CapHill Round-Up: 5/4/09

  • With the five-year anniversary having just passed since 60 Minutes aired photos of detainee abuse at Abu Ghraib, some are still wringing their hands about what to do with those who tortured in the name of America. Other observers, however, have argued that the rule of law requires one result: investigation and prosecution of any torture supported by credible evidence.

    Congress may have other priorities, though, such as healthcare reform. Headlines on Swine Flu, or H1N1, coincided with the confirmation of former-Gov. Kathleen Sebelius (D-Kan.) for Human Health and Services Secretary. Last week also saw the passage of President Obama's budget with language permitting for "reconciliation" on healthcare legislation. With these developments, some see the prospect for healthcare reform brighter than ever.

    IN the HOUSE

    After healthcare reform, many place climate change as a top congressional priority. But the debate over how much priority climate change legislation should receive is producing heated exchanges between representatives approaching the issue from different perspectives.

    Vast differences were also revealed during debate leading to the House's passage of the Federal Local Law Enforcement Hate Crimes Prevention Act. That bill, now before the Senate, would extend federal jurisdiction to crimes motivated by gender identity and sexuality.

    Meanwhile, Rep. Jane Harman (D-Calif.) continues to take a defiant stance regarding her recorded phone calls.

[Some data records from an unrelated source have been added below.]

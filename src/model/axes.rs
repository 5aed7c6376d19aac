//! Axis names shared by rasters, points, shapes and transformations.

use serde::{Deserialize, Serialize};
use std::fmt;
use std::str::FromStr;

use crate::error::SpatialDataError;

/// A named axis.
///
/// The derived ordering (`c < z < y < x`) is the canonical dimension
/// order used by every raster schema.
#[derive(Clone, Copy, Debug, PartialEq, Eq, Hash, PartialOrd, Ord, Serialize, Deserialize)]
#[serde(rename_all = "lowercase")]
pub enum Axis {
    /// Channel.
    C,
    Z,
    Y,
    X,
}

impl Axis {
    /// Spatial axes in point-column order.
    pub const SPATIAL: [Axis; 3] = [Axis::X, Axis::Y, Axis::Z];

    #[inline]
    pub const fn as_str(self) -> &'static str {
        match self {
            Axis::C => "c",
            Axis::Z => "z",
            Axis::Y => "y",
            Axis::X => "x",
        }
    }

    #[inline]
    pub fn is_spatial(self) -> bool {
        self != Axis::C
    }
}

impl fmt::Display for Axis {
    fn fmt(&self, f: &mut fmt::Formatter<'_>) -> fmt::Result {
        f.write_str(self.as_str())
    }
}

impl FromStr for Axis {
    type Err = SpatialDataError;

    fn from_str(s: &str) -> Result<Self, Self::Err> {
        match s {
            "c" => Ok(Axis::C),
            "z" => Ok(Axis::Z),
            "y" => Ok(Axis::Y),
            "x" => Ok(Axis::X),
            other => Err(SpatialDataError::UnsupportedInput(format!(
                "unknown axis `{other}` (expected one of c, z, y, x)"
            ))),
        }
    }
}

/// Renders a list of axes as their string labels.
pub fn axis_labels(axes: &[Axis]) -> Vec<String> {
    axes.iter().map(|a| a.as_str().to_string()).collect()
}
//! Fuzz target for dataset JSON parsing.
//!
//! Arbitrary bytes go through deserialization and the schema checks run
//! when elements enter the container.

#![no_main]

use libfuzzer_sys::fuzz_target;
use spatialdata::dataset::io_json::from_json_slice;

fuzz_target!(|data: &[u8]| {
    if data.len() > 10 * 1024 * 1024 {
        return;
    }

    let _ = from_json_slice(data);
});
impl HasTransformations for RasterImage {
    fn transformations(&self) -> &Transformations {
        &self.transformations
    }

    fn transformations_mut(&mut self) -> &mut Transformations {
        &mut self.transformations
    }

    fn element_axes(&self) -> Vec<Axis> {
        parsed_axes(&self.dims)
    }
}

impl HasTransformations for MultiscaleRaster {
    fn transformations(&self) -> &Transformations {
        &self.transformations
    }

    fn transformations_mut(&mut self) -> &mut Transformations {
        &mut self.transformations
    }

    fn element_axes(&self) -> Vec<Axis> {
        self.levels
            .first()
            .map(|l| parsed_axes(&l.dims))
            .unwrap_or_default()
    }
}

impl HasTransformations for RasterElement {
    fn transformations(&self) -> &Transformations {
        match self {
            RasterElement::Single(e) => e.transformations(),
            RasterElement::Multiscale(e) => e.transformations(),
        }
    }

    fn transformations_mut(&mut self) -> &mut Transformations {
        match self {
            RasterElement::Single(e) => e.transformations_mut(),
            RasterElement::Multiscale(e) => e.transformations_mut(),
        }
    }

    fn element_axes(&self) -> Vec<Axis> {
        match self {
            RasterElement::Single(e) => e.element_axes(),
            RasterElement::Multiscale(e) => e.element_axes(),
        }
    }
}

/// Options for the raster parse entry points.
#[derive(Clone, Debug, Default)]
pub struct RasterParseOptions {
    /// Order of the input dimensions.
    pub dims: Option<Vec<String>>,
    pub transformations: Option<Transformations>,
    /// Builds a pyramid when set.
    pub scale_factors: Option<Vec<ScaleFactor>>,
    pub method: Option<DownsampleMethod>,
    pub chunks: Option<Vec<usize>>,
    /// Reserved: rasters are unnamed, supplying a name is an error.
    pub name: Option<String>,
}

impl RasterParseOptions {
    pub fn new() -> Self {
        Self::default()
    }

    pub fn with_dims(mut self, dims: &[&str]) -> Self {
        self.dims = Some(dims.iter().map(|d| d.to_string()).collect());
        self
    }

    pub fn with_transformations(mut self, transformations: Transformations) -> Self {
        self.transformations = Some(transformations);
        self
    }

    /// An empty list leaves the raster single-scale.
    pub fn with_scale_factors(mut self, factors: impl IntoIterator<Item = ScaleFactor>) -> Self {
        let factors: Vec<ScaleFactor> = factors.into_iter().collect();
        self.scale_factors = (!factors.is_empty()).then_some(factors);
        self
    }

    pub fn with_method(mut self, method: DownsampleMethod) -> Self {
        self.method = Some(method);
        self
    }

    pub fn with_chunks(mut self, chunks: &[usize]) -> Self {
        self.chunks = Some(chunks.to_vec());
        self
    }

    pub fn with_name(mut self, name: impl Into<String>) -> Self {
        self.name = Some(name.into());
        self
    }
}

/// The four raster schemas.
#[derive(Clone, Copy, Debug, PartialEq, Eq, Hash, Serialize, Deserialize)]
pub enum RasterModel {
    Labels2D,
    Labels3D,
    Image2D,
    Image3D,
}

impl RasterModel {
    pub const ALL: [RasterModel; 4] = [
        RasterModel::Labels2D,
        RasterModel::Labels3D,
        RasterModel::Image2D,
        RasterModel::Image3D,
    ];

    /// Canonical dimension order.
    pub fn dims(self) -> &'static [Axis] {
        match self {
            RasterModel::Labels2D => &[Axis::Y, Axis::X],
            RasterModel::Labels3D => &[Axis::Z, Axis::Y, Axis::X],
            RasterModel::Image2D => &[Axis::C, Axis::Y, Axis::X],
            RasterModel::Image3D => &[Axis::C, Axis::Z, Axis::Y, Axis::X],
        }
    }

    pub fn name(self) -> &'static str {
        match self {
            RasterModel::Labels2D => "Labels2D",
            RasterModel::Labels3D => "Labels3D",
            RasterModel::Image2D => "Image2D",
            RasterModel::Image3D => "Image3D",
        }
    }

    pub fn is_labels(self) -> bool {
        matches!(self, RasterModel::Labels2D | RasterModel::Labels3D)
    }

    /// Picks the model whose dimension set equals `axes`.
    pub fn from_axes(axes: &[Axis]) -> Option<RasterModel> {
        let set: BTreeSet<Axis> = axes.iter().copied().collect();
        if set.len() != axes.len() {
            return None;
        }
        Self::ALL
            .into_iter()
            .find(|m| m.dims().iter().copied().collect::<BTreeSet<_>>() == set)
    }

    fn canonical_labels(self) -> Vec<String> {
        axis_labels(self.dims())
    }

    fn is_permutation(self, dims: &[String]) -> bool {
        let canonical = self.canonical_labels();
        let given: BTreeSet<&String> = dims.iter().collect();
        given.len() == dims.len() && given == canonical.iter().collect()
    }

    fn wrong_dims(self, dims: &[String]) -> SpatialDataError {
        SpatialDataError::WrongDims {
            found: dims.to_vec(),
            expected: self.canonical_labels(),
        }
    }

    /// Parses an unlabeled array; `options.dims` gives its dimension order
    /// (canonical order when omitted).
    pub fn parse_array(
        self,
        data: impl Into<ArrayData>,
        options: RasterParseOptions,
    ) -> Result<RasterElement> {
        self.parse_array_with(data, options, &Downsampler)
    }

    pub fn parse_array_with<B: PyramidBuilder + ?Sized>(
        self,
        data: impl Into<ArrayData>,
        options: RasterParseOptions,
        builder: &B,
    ) -> Result<RasterElement> {
        reject_name(&options)?;
        let dims = match &options.dims {
            Some(dims) => {
                if !self.is_permutation(dims) {
                    return Err(self.wrong_dims(dims));
                }
                dims.clone()
            }
            None => {
                let dims = self.canonical_labels();
                log::info!("no axes information specified in the object, setting `dims` to: {dims:?}");
                dims
            }
        };
        self.finish(data.into(), dims, Transformations::new(), options, builder)
    }

    /// Parses a labeled array. `options.dims`, if given, must name the same
    /// dimensions as the array.
    pub fn parse_labeled(
        self,
        data: LabeledArray,
        options: RasterParseOptions,
    ) -> Result<RasterElement> {
        self.parse_labeled_with(data, options, &Downsampler)
    }

    pub fn parse_labeled_with<B: PyramidBuilder + ?Sized>(
        self,
        data: LabeledArray,
        options: RasterParseOptions,
        builder: &B,
    ) -> Result<RasterElement> {
        reject_name(&options)?;
        if let Some(dims) = &options.dims {
            if !self.is_permutation(dims) {
                return Err(self.wrong_dims(dims));
            }
            let given: BTreeSet<&String> = dims.iter().collect();
            if given != data.dims.iter().collect() {
                return Err(SpatialDataError::AmbiguousSpecification(format!(
                    "`dims` {dims:?} does not match the dims of the data {:?}; specify the dims only once",
                    data.dims
                )));
            }
            log::info!("`dims` is specified redundantly: found also inside `data`");
        }
        if !self.is_permutation(&data.dims) {
            return Err(self.wrong_dims(&data.dims));
        }
        self.finish(data.data, data.dims, data.transformations, options, builder)
    }

    /// Re-parses an already-parsed single-scale raster.
    pub fn parse_image(
        self,
        image: RasterImage,
        options: RasterParseOptions,
    ) -> Result<RasterElement> {
        self.parse_labeled(image.into(), options)
    }

    /// Attaches transformations to an already-built pyramid and validates it.
    pub fn parse_multiscale(
        self,
        mut data: MultiscaleRaster,
        transformations: Option<Transformations>,
    ) -> Result<RasterElement> {
        self.validate_levels(&data)?;
        parse_transformations(&mut data, transformations)?;
        let element = RasterElement::Multiscale(data);
        self.validate(&element)?;
        Ok(element)
    }

    fn finish<B: PyramidBuilder + ?Sized>(
        self,
        data: ArrayData,
        dims: Vec<String>,
        transformations: Transformations,
        options: RasterParseOptions,
        builder: &B,
    ) -> Result<RasterElement> {
        let canonical = self.canonical_labels();
        if data.ndim() != dims.len() {
            return Err(SpatialDataError::ShapeMismatch(format!(
                "cannot transpose array of shape {:?} to match `dims`: {dims:?}; try to reshape `data` or `dims`",
                data.shape()
            )));
        }

        let mut array = data.into_chunked()?;
        if dims != canonical {
            let perm: Vec<usize> = canonical
                .iter()
                .map(|c| dims.iter().position(|d| d == c).unwrap_or_default())
                .collect();
            array = array.transpose(&perm).map_err(|_| {
                SpatialDataError::ShapeMismatch(format!(
                    "cannot transpose arrays to match `dims`: {dims:?}"
                ))
            })?;
            log::info!("transposing `data` from {dims:?} to {canonical:?}");
        }
        if let Some(chunks) = &options.chunks {
            array = array.rechunk(chunks)?;
        }

        let mut image = RasterImage {
            dims: canonical,
            data: array,
            transformations,
        };
        parse_transformations(&mut image, options.transformations)?;

        let element = match options.scale_factors {
            Some(factors) => {
                let parsed = std::mem::take(&mut image.transformations);
                let mut multiscale = builder.build(
                    &image,
                    &factors,
                    options.method.unwrap_or_default(),
                    options.chunks.as_deref(),
                )?;
                parse_transformations(&mut multiscale, Some(parsed))?;
                RasterElement::Multiscale(multiscale)
            }
            None => RasterElement::Single(image),
        };
        self.validate(&element)?;
        Ok(element)
    }

    /// Validates a raster element against this schema.
    pub fn validate(self, element: &RasterElement) -> Result<()> {
        match element {
            RasterElement::Single(image) => {
                self.validate_single(&image.dims, &image.data)?;
            }
            RasterElement::Multiscale(ms) => self.validate_levels(ms)?,
        }
        if element.transformations().is_empty() {
            return Err(SpatialDataError::invalid(
                "raster",
                "transformation metadata is missing",
            ));
        }
        element.transformations().check(&element.element_axes())
    }

    fn validate_single(self, dims: &[String], data: &ChunkedArray) -> Result<()> {
        if !self.is_permutation(dims) {
            return Err(self.wrong_dims(dims));
        }
        if data.ndim() != dims.len() {
            return Err(SpatialDataError::ShapeMismatch(format!(
                "array has {} dimensions but dims are {dims:?}",
                data.ndim()
            )));
        }
        Ok(())
    }

    fn validate_levels(self, ms: &MultiscaleRaster) -> Result<()> {
        if ms.levels.is_empty() {
            return Err(SpatialDataError::InvalidMultiscale(
                "pyramid has no levels".into(),
            ));
        }
        for (i, level) in ms.levels.iter().enumerate() {
            let expected = format!("scale{i}");
            if level.key != expected {
                return Err(SpatialDataError::InvalidMultiscale(format!(
                    "wrong key for multiscale data, found: `{}`, expected: `{expected}`",
                    level.key
                )));
            }
        }
        let names: BTreeSet<&str> = ms.levels.iter().map(|l| l.variable.as_str()).collect();
        if names.len() > 1 {
            return Err(SpatialDataError::InvalidMultiscale(format!(
                "levels disagree on the data variable name: {names:?}"
            )));
        }
        ms.levels
            .iter()
            .try_for_each(|l| self.validate_single(&l.dims, &l.data))
    }
}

After news broke of Harman's alleged quid pro quo with lobbyists being recorded by a warranted NSA wiretap, Harman has insisted that the Justice Department release the full transcripts of her taped conversations to clear her name. Harman was formerly a top advocate of the NSA being extended domestic wiretapping powers.

    IN the SENATE

    With the 2010 elections approximately 18 months away, a handful of sitting senators may face tough odds at retaining their seats. Noteworthy is the decreased likelihood that voters will retire Sen. Arlen Specter (D-Penn.) after his recent shift in loyalties. That shift put the Democrats one vote away from a filibuster-proof majority - a vote which may bear the name of Al Franken (D-Minn.) depending on the outcome of the yet-to-be resolved race still undergoing litigation.

    Specter's replacement as the minority-party leader on the Senate Judiciary Committee is likely to be Sen. Jeff Sessions (R-Ala.) According to Salon, "He's a staunch conservative who was, for that reason, the favorite of conservative activists to take over the job." Longtime Judiciary Committee watchers will remember that, in 1986, Sessions was rejected for suspect racial views by the same committee when President Reagan nominated him to the federal bench. While moving Sessions into the top spot on the Committee is only temporary - until the more senior Sen. Charles Grassley (R-Iowa) is available for the job under Senate rules in 2011 - Politico reports that it is just part of the brewing battle over replacing Justice Souter and other legal nominees.